For the week ending 3rd January 2015, influenza activity in the US remained above epidemic levels, defined by the pneumonia and influenza mortality surveillance that was above the epidemic threshold of 6.9% for that week. The laboratory confirmed influenza hospitalisation rates have also gone up in all age groups, alarmingly so for those who are more than 65 years of age – as shown in chart below which was downloaded from the CDC Fluview site.

Laboratory-confirmed hospitalisations in the US by age group (source: CDC Fluview)
Laboratory-confirmed influenza hospitalisations in the US by age group (source: CDC Fluview)

While it remains unclear whether this flu season will be better or worse than previous years – that will most likely only be certain by April – there are several indicators that are worrying. As mentioned previously, this season’s dominant influenza strain is not largely not covered by the current influenza vaccine. The dominant influenza strain is also a H3 influenza A virus, which in the past had always resulted in worse flu seasons. Compared to previous years (which can be done from the very useful Fluview website), rates of hospitalisations due to influenza are already significantly higher than previous years.

Comparison of influenza hospitalisation rates among those age 50 and above for the current and past 5 influenza seasons (source: CDC Fluview)
Comparison of influenza hospitalisation rates among those age 50 and above for the current and past 5 influenza seasons (source: CDC Fluview)

The US CDC Director Dr. Thomas Frieden has publicly urged doctors in the US to prescribe antivirals for patients suspected of having influenza, notwithstanding the controversy over the effectiveness of the neuraminidase inhibitors such as tamiflu. I believe this recommendation has arisen partly because the CDC experts believe that these drugs are somewhat effective (i.e. better than nothing), and there is little else that can be done to mitigate the impact of influenza this time round.

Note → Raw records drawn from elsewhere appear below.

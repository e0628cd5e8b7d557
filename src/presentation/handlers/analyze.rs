use axum::Json;
use axum::extract::State;
use axum::extract::rejection::JsonRejection;
use axum::http::StatusCode;
use axum::response::{IntoResponse, Response};

use crate::application::ports::{LlmClient, TranscriptionEngine};
use crate::domain::PitchAnalysisRequest;
use crate::presentation::state::AppState;

use super::error_response::error_response;

#[tracing::instrument(skip(state, payload))]
pub async fn analyze_pitch_handler<L, E>(
    State(state): State<AppState<L, E>>,
    payload: Result<Json<PitchAnalysisRequest>, JsonRejection>,
) -> Response
where
    L: LlmClient + 'static,
    E: TranscriptionEngine + ?Sized + 'static,
{
    let request = match payload {
        Ok(Json(request)) => request,
        Err(rejection) => {
            tracing::warn!(error = %rejection.body_text(), "Rejected pitch analysis request");
            return error_response(rejection.status(), rejection.body_text());
        }
    };

    match state.coaching_service.analyze(&request).await {
        Ok(response) => {
            tracing::info!(
                wants_deploy_suggestions = request.wants_deploy_suggestions(),
                "Pitch analysis completed"
            );
            (StatusCode::OK, Json(response)).into_response()
        }
        Err(e) => {
            tracing::error!(error = %e, "Pitch analysis failed");
            error_response(
                StatusCode::INTERNAL_SERVER_ERROR,
                format!("Error analyzing pitch: {}", e),
            )
        }
    }
}
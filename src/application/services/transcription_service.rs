use std::sync::Arc;

use crate::application::ports::{TranscriptionEngine, TranscriptionError};
use crate::domain::{AudioUpload, TranscriptionOptions, TranscriptionResponse};

/// Reported as `language` when the provider picked the language itself.
pub const AUTO_DETECTED_LANGUAGE: &str = "auto";

pub struct TranscriptionService<E>
where
    E: TranscriptionEngine + ?Sized,
{
    engine: Arc<E>,
}

impl<E> TranscriptionService<E>
where
    E: TranscriptionEngine + ?Sized,
{
    pub fn new(engine: Arc<E>) -> Self {
        Self { engine }
    }

    pub async fn transcribe(
        &self,
        audio: &AudioUpload,
        options: &TranscriptionOptions,
    ) -> Result<TranscriptionResponse, TranscriptionError> {
        let transcript = self.engine.transcribe(audio, options).await?;

        Ok(TranscriptionResponse {
            transcript,
            model_used: options.model_id().to_string(),
            language: options
                .language_code()
                .unwrap_or(AUTO_DETECTED_LANGUAGE)
                .to_string(),
        })
    }
}
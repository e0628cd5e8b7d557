mod llm_client;
mod transcription_engine;

pub use llm_client::{LlmClient, LlmClientError};
pub use transcription_engine::{TranscriptionEngine, TranscriptionError};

What is the situation in Singapore? This can be found in the Weekly Infectious Diseases Bulletin published by the Ministry of Health – the Week 53 issue can be downloaded here. Although the majority of influenza viruses typed in December 2014 was also Influenza A H3N2 (85.7% – it’s not clear from the report how this percentage was derived, but the number of samples tested was small) – mirroring the situation in the US – the number of polyclinic attendances for acute respiratory illnesses did not increase (screenshot below). Hopefully this situation will not change over the next few weeks (Singapore’s influenza “season” is from December to February, according to the Health Promotion Board).